WHAT IS BEING ASKED →
The answer should be each line from the entries below that has the word "every" in it.

DATA PROVIDED →

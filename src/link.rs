//! Half-duplex RS-485 transport.
//!
//! [`Transport`] is the blocking request/response primitive the acquisition
//! service builds on. [`RtuLink`] implements it over any byte stream with its
//! own RTU framing and optional transceiver direction control through an
//! [`embedded_hal::digital::OutputPin`].
use crate::codec::{self, ReadRequest};
use crate::gpio::SysfsPin;
use crate::protocol::BaudRate;
use crate::{Error, Result};
use embedded_hal::digital::OutputPin;
use log::*;
use std::io::{self, Read, Write};
use std::thread;
use std::time::{Duration, Instant};

/// Default per-transaction timeout.
pub const DEFAULT_TIMEOUT: Duration = Duration::from_secs(1);
/// Default delay between sending a frame and switching the transceiver to receive.
pub const DEFAULT_SETTLE_DELAY: Duration = Duration::from_millis(10);
/// Read timeout of the underlying port; the transaction deadline is checked between reads.
pub const POLL_INTERVAL: Duration = Duration::from_millis(20);

/// Issues one request and waits for its response.
pub trait Transport {
    fn transact(&mut self, request: &ReadRequest) -> Result<Vec<u16>>;
}

impl<T: Transport + ?Sized> Transport for Box<T> {
    fn transact(&mut self, request: &ReadRequest) -> Result<Vec<u16>> {
        (**self).transact(request)
    }
}

/// Byte stream of a serial line whose receive buffer can be flushed.
pub trait SerialLine: Read + Write {
    /// Drops every byte received so far and returns how many were dropped.
    fn discard_input(&mut self) -> io::Result<usize>;
}

#[cfg(feature = "rtu")]
impl SerialLine for Box<dyn tokio_serial::SerialPort> {
    fn discard_input(&mut self) -> io::Result<usize> {
        let pending = self.bytes_to_read()? as usize;
        if pending > 0 {
            self.clear(tokio_serial::ClearBuffer::Input)?;
        }
        Ok(pending)
    }
}

/// Holds the transceiver (DE/RE high) in transmit mode and returns it to
/// receive mode on drop.
struct TransmitGuard<'a, D: OutputPin> {
    pin: Option<&'a mut D>,
}

impl<'a, D: OutputPin> TransmitGuard<'a, D> {
    fn assert(pin: Option<&'a mut D>) -> Result<Self> {
        let mut guard = Self { pin };
        if let Some(pin) = guard.pin.as_mut() {
            pin.set_high().map_err(|err| {
                error!("Cannot switch transceiver to transmit: {err:?}");
                Error::NoResponse
            })?;
        }
        Ok(guard)
    }
}

impl<D: OutputPin> Drop for TransmitGuard<'_, D> {
    fn drop(&mut self) {
        if let Some(pin) = self.pin.as_mut() {
            if let Err(err) = pin.set_low() {
                error!("Cannot switch transceiver to receive: {err:?}");
            }
        }
    }
}

/// Settings of a serial RS-485 link.
#[derive(Debug, Clone, PartialEq)]
pub struct LinkSettings {
    pub device: String,
    pub baud_rate: BaudRate,
    pub timeout: Duration,
    pub settle_delay: Duration,
    /// GPIO driving DE/RE; `None` if the adapter switches direction itself.
    pub direction_pin: Option<u32>,
}

impl LinkSettings {
    pub fn new(device: impl Into<String>) -> Self {
        Self {
            device: device.into(),
            baud_rate: BaudRate::default(),
            timeout: DEFAULT_TIMEOUT,
            settle_delay: DEFAULT_SETTLE_DELAY,
            direction_pin: None,
        }
    }
}

/// Modbus RTU link over a serial line, with `D` driving the transceiver direction.
pub struct RtuLink<P, D = SysfsPin> {
    port: P,
    direction: Option<D>,
    settle_delay: Duration,
    timeout: Duration,
}

#[cfg(feature = "rtu")]
impl RtuLink<Box<dyn tokio_serial::SerialPort>> {
    /// Opens the serial port and the optional direction pin.
    pub fn open(settings: &LinkSettings) -> Result<Self> {
        let port = crate::tokio_common::serial_port_builder(&settings.device, &settings.baud_rate)
            .timeout(POLL_INTERVAL)
            .open()
            .map_err(|err| Error::LinkUnavailable(format!("{}: {err}", settings.device)))?;
        info!(
            "Opened {} at {} baud (timeout {:?})",
            settings.device, settings.baud_rate, settings.timeout
        );
        let mut link = Self::new(port, settings.timeout);
        if let Some(number) = settings.direction_pin {
            let pin = SysfsPin::export(number).map_err(|err| {
                Error::LinkUnavailable(format!("direction GPIO {number}: {err}"))
            })?;
            info!("GPIO {number} configured for DE/RE control");
            link = link.with_direction(pin, settings.settle_delay);
        }
        Ok(link)
    }
}

impl<P: SerialLine> RtuLink<P> {
    /// Creates a link whose adapter handles the transceiver direction.
    pub fn new(port: P, timeout: Duration) -> Self {
        Self {
            port,
            direction: None,
            settle_delay: Duration::ZERO,
            timeout,
        }
    }
}

impl<P: SerialLine, D: OutputPin> RtuLink<P, D> {
    /// Drives the transceiver direction explicitly around every request.
    pub fn with_direction<E: OutputPin>(self, pin: E, settle_delay: Duration) -> RtuLink<P, E> {
        RtuLink {
            port: self.port,
            direction: Some(pin),
            settle_delay,
            timeout: self.timeout,
        }
    }

    pub fn timeout(&self) -> Duration {
        self.timeout
    }

    pub fn set_timeout(&mut self, timeout: Duration) {
        self.timeout = timeout;
    }

    /// Drops late replies of earlier transactions so they cannot be taken
    /// for the response to the next request.
    fn discard_stale_input(&mut self) -> Result<()> {
        match self.port.discard_input() {
            Ok(0) => Ok(()),
            Ok(n) => {
                debug!("Discarded {n} stale bytes");
                Ok(())
            }
            Err(err) => {
                debug!("Cannot flush receive buffer: {err}");
                Err(Error::from_io(&err))
            }
        }
    }

    fn send(&mut self, frame: &[u8]) -> Result<()> {
        let settle = self.direction.is_some();
        let _transmit = TransmitGuard::assert(self.direction.as_mut())?;
        self.port
            .write_all(frame)
            .and_then(|_| self.port.flush())
            .map_err(|err| {
                debug!("Write failed: {err}");
                Error::from_io(&err)
            })?;
        if settle {
            thread::sleep(self.settle_delay);
        }
        Ok(())
    }

    fn receive(&mut self) -> Result<Vec<u8>> {
        let deadline = Instant::now() + self.timeout;
        let mut frame = Vec::with_capacity(codec::RESPONSE_OVERHEAD);
        let mut buffer = [0u8; codec::RESPONSE_OVERHEAD + u8::MAX as usize];
        loop {
            let wanted = codec::expected_frame_len(&frame).unwrap_or(3);
            if frame.len() >= wanted {
                return Ok(frame);
            }
            if Instant::now() >= deadline {
                return Err(incomplete(&frame));
            }
            match self.port.read(&mut buffer[..wanted - frame.len()]) {
                Ok(0) => return Err(incomplete(&frame)),
                Ok(n) => frame.extend_from_slice(&buffer[..n]),
                Err(err)
                    if matches!(
                        err.kind(),
                        io::ErrorKind::TimedOut
                            | io::ErrorKind::WouldBlock
                            | io::ErrorKind::Interrupted
                    ) => {}
                Err(err) => {
                    debug!("Read failed: {err}");
                    return Err(Error::from_io(&err));
                }
            }
        }
    }
}

fn incomplete(frame: &[u8]) -> Error {
    if frame.is_empty() {
        Error::NoResponse
    } else {
        trace!("Incomplete frame {frame:02X?}");
        Error::Timeout
    }
}

impl<P: SerialLine, D: OutputPin> Transport for RtuLink<P, D> {
    fn transact(&mut self, request: &ReadRequest) -> Result<Vec<u16>> {
        let frame = request.encode();
        self.discard_stale_input()?;
        trace!("TX {frame:02X?}");
        self.send(&frame)?;
        let response = self.receive()?;
        trace!("RX {response:02X?}");
        codec::decode_response(request, &response)
    }
}

#[cfg(test)]
mod tests {
    use super::*;
    use crate::codec::tests::{exception_frame, response_frame};
    use crate::protocol::Address;
    use assert_matches::assert_matches;
    use std::collections::VecDeque;
    use std::convert::Infallible;
    use std::sync::{Arc, Mutex};

    type EventLog = Arc<Mutex<Vec<&'static str>>>;

    /// Serial line whose device answers each written request with the next
    /// queued reply.
    struct FakePort {
        written: Vec<u8>,
        input: VecDeque<u8>,
        replies: VecDeque<Vec<u8>>,
        fail_write: bool,
        log: EventLog,
    }

    impl FakePort {
        fn new(reply: Vec<u8>, log: &EventLog) -> Self {
            Self {
                written: Vec::new(),
                input: VecDeque::new(),
                replies: VecDeque::from([reply]),
                fail_write: false,
                log: log.clone(),
            }
        }

        /// Bytes already waiting in the receive buffer before the first request.
        fn with_pending(mut self, bytes: &[u8]) -> Self {
            self.input.extend(bytes);
            self
        }

        fn then_reply(mut self, reply: Vec<u8>) -> Self {
            self.replies.push_back(reply);
            self
        }
    }

    impl Read for FakePort {
        fn read(&mut self, buf: &mut [u8]) -> io::Result<usize> {
            self.input.read(buf)
        }
    }

    impl Write for FakePort {
        fn write(&mut self, buf: &[u8]) -> io::Result<usize> {
            if self.fail_write {
                return Err(io::Error::new(io::ErrorKind::BrokenPipe, "unplugged"));
            }
            self.log.lock().unwrap().push("write");
            self.written.extend_from_slice(buf);
            if let Some(reply) = self.replies.pop_front() {
                self.input.extend(reply);
            }
            Ok(buf.len())
        }

        fn flush(&mut self) -> io::Result<()> {
            Ok(())
        }
    }

    impl SerialLine for FakePort {
        fn discard_input(&mut self) -> io::Result<usize> {
            let pending = self.input.len();
            self.input.clear();
            Ok(pending)
        }
    }

    struct RecordingPin(EventLog);

    impl embedded_hal::digital::ErrorType for RecordingPin {
        type Error = Infallible;
    }

    impl OutputPin for RecordingPin {
        fn set_high(&mut self) -> std::result::Result<(), Infallible> {
            self.0.lock().unwrap().push("tx");
            Ok(())
        }

        fn set_low(&mut self) -> std::result::Result<(), Infallible> {
            self.0.lock().unwrap().push("rx");
            Ok(())
        }
    }

    fn request() -> ReadRequest {
        ReadRequest::holding_registers(Address::try_from(1).unwrap(), 4, 8)
    }

    fn link(port: FakePort, log: &EventLog) -> RtuLink<FakePort, RecordingPin> {
        RtuLink::new(port, Duration::from_millis(100))
            .with_direction(RecordingPin(log.clone()), Duration::ZERO)
    }

    #[test]
    fn transaction_switches_direction() {
        let log = EventLog::default();
        let words = [0, 0, 452, 123, 1876, 652, 135, 2150];
        let mut link = link(FakePort::new(response_frame(1, &words), &log), &log);

        assert_eq!(link.transact(&request()).unwrap(), words);
        assert_eq!(*log.lock().unwrap(), ["tx", "write", "rx"]);
        assert_eq!(link.port.written, request().encode());
    }

    #[test]
    fn failed_write_releases_bus() {
        let log = EventLog::default();
        let mut port = FakePort::new(Vec::new(), &log);
        port.fail_write = true;
        let mut link = link(port, &log);

        assert_matches!(link.transact(&request()), Err(Error::NoResponse));
        assert_eq!(*log.lock().unwrap(), ["tx", "rx"]);
    }

    #[test]
    fn silent_device() {
        let log = EventLog::default();
        let mut link = link(FakePort::new(Vec::new(), &log), &log);
        assert_matches!(link.transact(&request()), Err(Error::NoResponse));
        assert_eq!(*log.lock().unwrap(), ["tx", "write", "rx"]);
    }

    #[test]
    fn truncated_response() {
        let log = EventLog::default();
        let mut frame = response_frame(1, &[1, 2, 3, 4, 5, 6, 7, 8]);
        frame.truncate(10);
        let mut link = link(FakePort::new(frame, &log), &log);
        assert_matches!(link.transact(&request()), Err(Error::Timeout));
    }

    #[test]
    fn exception_response() {
        let log = EventLog::default();
        let mut link = link(FakePort::new(exception_frame(1, 0x04), &log), &log);
        assert_matches!(link.transact(&request()), Err(Error::DeviceFault(0x04)));
    }

    #[test]
    fn late_reply_is_not_taken_for_the_next_response() {
        let log = EventLog::default();
        // Reply to an earlier request that timed out, arriving before this one.
        let late = response_frame(1, &[1; 8]);
        let port = FakePort::new(response_frame(1, &[2; 8]), &log)
            .with_pending(&late)
            .then_reply(response_frame(2, &[3; 8]));
        let mut link = link(port, &log);

        assert_eq!(link.transact(&request()).unwrap(), [2; 8]);
        let second = ReadRequest::holding_registers(Address::try_from(2).unwrap(), 4, 8);
        assert_eq!(link.transact(&second).unwrap(), [3; 8]);
    }

    #[test]
    fn without_direction_pin() {
        let log = EventLog::default();
        let mut frame = response_frame(1, &[7; 8]);
        // Trailing bytes are left in the buffer and dropped before the next request.
        frame.extend_from_slice(&[0xAA, 0xBB]);
        let port = FakePort::new(frame, &log).then_reply(response_frame(1, &[8; 8]));
        let mut link = RtuLink::new(port, Duration::from_millis(100));

        assert_eq!(link.transact(&request()).unwrap(), [7; 8]);
        assert_eq!(*log.lock().unwrap(), ["write"]);
        assert_eq!(link.port.input, [0xAA, 0xBB]);

        assert_eq!(link.transact(&request()).unwrap(), [8; 8]);
        assert!(link.port.input.is_empty());
    }
}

ANSWER →
    /// Drops every byte received so far and returns how many were dropped.
    /// Drives the transceiver direction explicitly around every request.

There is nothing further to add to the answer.